## About this task
Which lines in the data contain the word "bool"? Please copy each of them.

**********

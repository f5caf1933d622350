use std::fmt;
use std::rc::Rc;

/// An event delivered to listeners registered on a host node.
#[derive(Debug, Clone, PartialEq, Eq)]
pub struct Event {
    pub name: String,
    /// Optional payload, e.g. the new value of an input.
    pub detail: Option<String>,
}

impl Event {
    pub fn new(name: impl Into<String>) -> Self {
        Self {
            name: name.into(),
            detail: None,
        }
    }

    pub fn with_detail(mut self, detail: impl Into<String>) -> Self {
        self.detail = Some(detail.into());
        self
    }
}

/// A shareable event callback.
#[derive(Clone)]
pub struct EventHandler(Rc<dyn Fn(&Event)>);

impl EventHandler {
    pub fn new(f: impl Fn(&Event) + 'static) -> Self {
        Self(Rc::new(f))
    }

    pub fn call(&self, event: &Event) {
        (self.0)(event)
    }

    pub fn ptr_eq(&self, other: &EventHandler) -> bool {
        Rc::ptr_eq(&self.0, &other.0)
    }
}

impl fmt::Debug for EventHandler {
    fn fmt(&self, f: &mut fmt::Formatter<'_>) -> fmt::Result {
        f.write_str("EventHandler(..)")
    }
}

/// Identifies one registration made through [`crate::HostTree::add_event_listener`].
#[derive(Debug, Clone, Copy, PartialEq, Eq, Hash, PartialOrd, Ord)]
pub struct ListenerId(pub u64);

**********

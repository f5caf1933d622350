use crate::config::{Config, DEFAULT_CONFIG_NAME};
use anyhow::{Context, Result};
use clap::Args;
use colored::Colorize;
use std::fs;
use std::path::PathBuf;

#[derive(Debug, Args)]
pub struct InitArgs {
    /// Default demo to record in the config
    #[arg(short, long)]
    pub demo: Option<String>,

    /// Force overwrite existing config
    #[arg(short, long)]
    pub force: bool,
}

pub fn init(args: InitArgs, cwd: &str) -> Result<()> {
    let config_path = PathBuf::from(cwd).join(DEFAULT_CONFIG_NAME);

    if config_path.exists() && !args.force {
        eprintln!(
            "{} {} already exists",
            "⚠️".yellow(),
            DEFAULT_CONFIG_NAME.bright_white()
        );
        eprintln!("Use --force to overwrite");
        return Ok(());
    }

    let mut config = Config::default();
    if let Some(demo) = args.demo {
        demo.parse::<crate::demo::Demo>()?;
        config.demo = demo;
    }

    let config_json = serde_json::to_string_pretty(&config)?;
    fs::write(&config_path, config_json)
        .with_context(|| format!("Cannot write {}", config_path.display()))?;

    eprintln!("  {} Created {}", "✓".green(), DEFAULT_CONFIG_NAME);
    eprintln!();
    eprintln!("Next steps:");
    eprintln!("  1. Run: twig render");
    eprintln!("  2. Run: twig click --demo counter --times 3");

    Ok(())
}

**********

## Written answer
    pub fn ptr_eq(&self, other: &EventHandler) -> bool {
    pub force: bool,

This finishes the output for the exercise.